Understanding the key terms in a factoring contract is essential for any trucking company considering factoring as a financial solution. By familiarizing yourself with these terms, you can make informed decisions and ensure the contract aligns with your business needs.
Accounts Receivable
Accounts receivable refer to the outstanding invoices or money owed to your trucking company by customers for services provided. In factoring, these invoices are sold to the factoring company in exchange for immediate cash flow. Not all invoices may qualify for factoring; only those that meet specific criteria set by the factoring company are considered eligible.
Maximum Purchase Limit
Maximum Purchase limit amount refers to the dollar value of invoices a Factoring company will purchase and have outstanding for a client at any given point in time. For example, if your purchase limit is $100,000, the factoring company is willing to purchase invoices from you as long as the total value of outstanding invoices is less than or equal to $100,000. If you already have $100,000 in outstanding invoice value, a factoring company may not fund you until some of your outstanding invoices are paid by customers.
Advance Rate
The advance rate is the percentage of the invoice value that the factoring company advances to you upfront. Typically, advance rates range from 70% to 95% of the invoice value, depending on factors such as your customer’s creditworthiness and industry standards. The remainder of the invoice amount, minus the factoring fee, is paid to you once your customer settles the invoice.
Reserve Rate
A reserve account is a portion of the invoice value held back by the factoring company at the point of advance. This rate will be the inverse of the Advance Rate, so if you have an Advance Rate of 90%, that means your reserve rate is 10%. For factoring companies, the reserve rate serves as a risk mitigation tool as it is the portion of the invoice value that is not advanced to you when you factor an invoice. Once the invoice is paid, this reserve account is used to settle fees and the remaining balance is credited back to you in a rebate.
Maximum Reserve Balance
Most factoring companies will include a Maximum Reserve Balance as part of their term sheet. This reserve balance will generally be between 10-20% off the Maximum Purchase limit and serves as a security blanket for both the factor and the client in case of payment disputes with customers. The reserve balance ensures that the client is not unduly burdened if there is a non-payment by a customer. A higher Reserve Balance should afford factoring companies to charge clients lower factoring fees.
Factoring Fee
The factoring fee is the cost of using the factoring service, usually calculated as a percentage of the invoice amount. This fee typically ranges from 2% to 5% of the invoice value per 30 days. The exact percentage rate you get is influenced by factors like invoice volume, customer payment terms, and the risk profile of customers you work with.

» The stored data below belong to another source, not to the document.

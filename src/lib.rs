pub mod cluster;
pub mod error;
pub mod fairness;
pub mod graph;
pub mod metrics;
pub mod pipeline;
pub mod spectral;

pub use cluster::{KMeansConfig, Partition, RowClusterer};
pub use error::{ClusteringError, Result};
pub use fairness::FairnessProjector;
pub use graph::{ClusteringProblem, Edge, GraphInput, ProblemLoader, Symmetrization};
pub use metrics::{balance, contingency, cut_count, misclassification, misclassification_error};
pub use pipeline::{
    fair_cluster, fair_cluster_from_adjacency, unconstrained_cluster,
    unconstrained_cluster_from_adjacency, ClusteringConfig, ClusteringReport, ClusteringSummary,
    ClusteringWorkflow,
};
pub use spectral::{EigenvectorCount, EmbeddingSolver, Normalization};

Minimum Volume Requirement
Some factoring contracts include a minimum volume commitment, which requires you to factor a certain amount of invoices within a specified time frame. Failing to meet this commitment can result in penalties or fees, so it’s important to understand this term if it’s included in your contract.
To read about what makes a carrier company a good candidate for factoring, check out our article What do Factoring Companies Look for in a Client?
Notice of Assignment
A Notice of Assignment (NOA) is a legal document that informs your customers of your agreement with a factoring company. It serves as a formal notification, directing your customers to send payments directly to the factoring company. This legal requirement ensures your customers know where to send payments, avoiding confusion and delays, and legally binds them to pay the factoring company.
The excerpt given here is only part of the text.